C. A la recherche d’un nouveau paradigme

Nous sommes donc invités à revoir notre modèle de la conscience et peut être même à le retourner entièrement. Ce qui nous ramène à un très ancien débat philosophique. Nous avons appelé, spiritualisme l’opposé exact de l’épiphénoménisme matérialiste. Un autre terme usité est  celui de panpsychisme. Comme chez Raymond Ruyer. Cette position consiste à considérer la matière comme un épiphénomène de l’Esprit. Il faut retenir la belle image de Plotin : le corps est tel un filet jeté sur l’océan de l’Esprit. L’océan est la Conscience, le filet, le corps qui la localise dans une expérience humaine : celle de l’incarnation. Le corps localise la conscience dans le champ de la matière, mais la Conscience est non-locale.

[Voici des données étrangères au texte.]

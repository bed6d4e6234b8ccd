use axum::http::StatusCode;

use crate::application::error::HttpError;
use crate::application::identity::Identity;
use crate::application::sidebar::{SidebarError, SidebarService};
use crate::config::{AuthSettings, SiteSettings};
use crate::presentation::views::{AccountView, LayoutChrome, SiteView};

const SOURCE: &str = "application::chrome::ChromeService";

#[derive(Clone)]
pub struct ChromeService {
    site: SiteSettings,
    auth: AuthSettings,
    sidebar: SidebarService,
}

impl ChromeService {
    pub fn new(site: SiteSettings, auth: AuthSettings, sidebar: SidebarService) -> Self {
        Self {
            site,
            auth,
            sidebar,
        }
    }

    pub fn sidebar(&self) -> &SidebarService {
        &self.sidebar
    }

    /// Layout data for `identity`. `path` is where sign-in should return to.
    pub async fn load(&self, identity: &Identity, path: &str) -> Result<LayoutChrome, HttpError> {
        let sidebar_html = self
            .sidebar
            .render(identity.viewer())
            .await
            .map_err(sidebar_failure)?;

        Ok(LayoutChrome {
            site: SiteView {
                title: self.site.title.clone(),
                description: self.site.description.clone(),
                analytics_id: self.site.analytics_id.clone(),
                theme: self.site.theme.clone(),
            },
            footer_html: self.site.footer_html.clone(),
            account: AccountView {
                email: identity.email.clone(),
                sign_in_url: login_url(&self.auth.login_url, path),
                sign_out_url: self.auth.logout_url.clone(),
                is_superuser: identity.is_superuser(),
                is_admin: identity.is_admin,
            },
            sidebar_html,
        })
    }

    pub fn login_url(&self, path: &str) -> String {
        login_url(&self.auth.login_url, path)
    }
}

/// Appends `continue=<path>` to the configured login URL.
pub fn login_url(base: &str, path: &str) -> String {
    let continuation: String = url::form_urlencoded::byte_serialize(path.as_bytes()).collect();
    let separator = if base.contains('?') { '&' } else { '?' };
    format!("{base}{separator}continue={continuation}")
}

fn sidebar_failure(err: SidebarError) -> HttpError {
    HttpError::new(
        SOURCE,
        StatusCode::INTERNAL_SERVER_ERROR,
        "Failed to load site chrome",
        format!("sidebar render failed: {err}"),
    )
}

#[cfg(test)]
mod tests {
    use super::*;

    #[test]
    fn login_url_carries_encoded_continuation() {
        assert_eq!(
            login_url("/login", "/docs/intro/"),
            "/login?continue=%2Fdocs%2Fintro%2F"
        );
        assert_eq!(
            login_url("https://auth.example.com/start?rd=1", "/"),
            "https://auth.example.com/start?rd=1&continue=%2F"
        );
    }
}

C’est exactement le point vers lequel convergent les recherches qui tentent de modéliser le phénomène des NDE.

    1) Pour commencer, il faut dire deux mots sur le Dr Eben Alexander : un cas qui n’est pas pour nous déplaire, car il s’agit d’un neurochirurgien américain de renom… qui, à la suite d’un coma assez grave, (sept jours) a vécu une NDE qu’il a raconté dans La Preuve du Paradis, un livre exceptionnel à plus d’un titre, car on ne peut imaginer homme plus armé de par sa formation contre l’idée même de NDE. Il débute son chapitre 33 en citant Descartes : « Pour examiner la vérité, il est besoin, une fois en sa vie, de mettre toutes choses en doute autant qu’il se peut ». Une invitation directe à remettre en cause le préjugé analysé précédemment.  Il écrit plus bas : « Quand je suis tombé dans le coma, j’étais un médecin matérialiste qui avait effectué toute sa carrière dans certaines des plus prestigieuses institutions de recherche au monde, et essayé de comprendre les connexion entre le cerveau humain et la conscience. Non pas que je ne croyais pas à la conscience, mais j’étais tout simplement mieux informé que la plupart des gens de la colossale improbabilité mécanique qu’elle puisse exister indépendamment – de quoi que ce soit ! ». (Au passage : il faudrait que les matérialistes se demandent pourquoi des personnes haut placées risqueraient leur réputation pour parler de leur NDE  si c’était des hallucinations). Eben Alexander a examiné avec beaucoup de soin son expérience et étudié en professionnel les enregistrements de ses propres données relevées pendant son coma. Il a rédigé son témoignage de ce qu’il avait vécu en suivant la recommandation de son fils de ne pas lire un seul livre sur le sujet avant d’avoir terminé son récit. Il ne connaissait rien aux NDE. Nous avons donc un témoignage de première main et de la part d’un spécialiste du cerveau.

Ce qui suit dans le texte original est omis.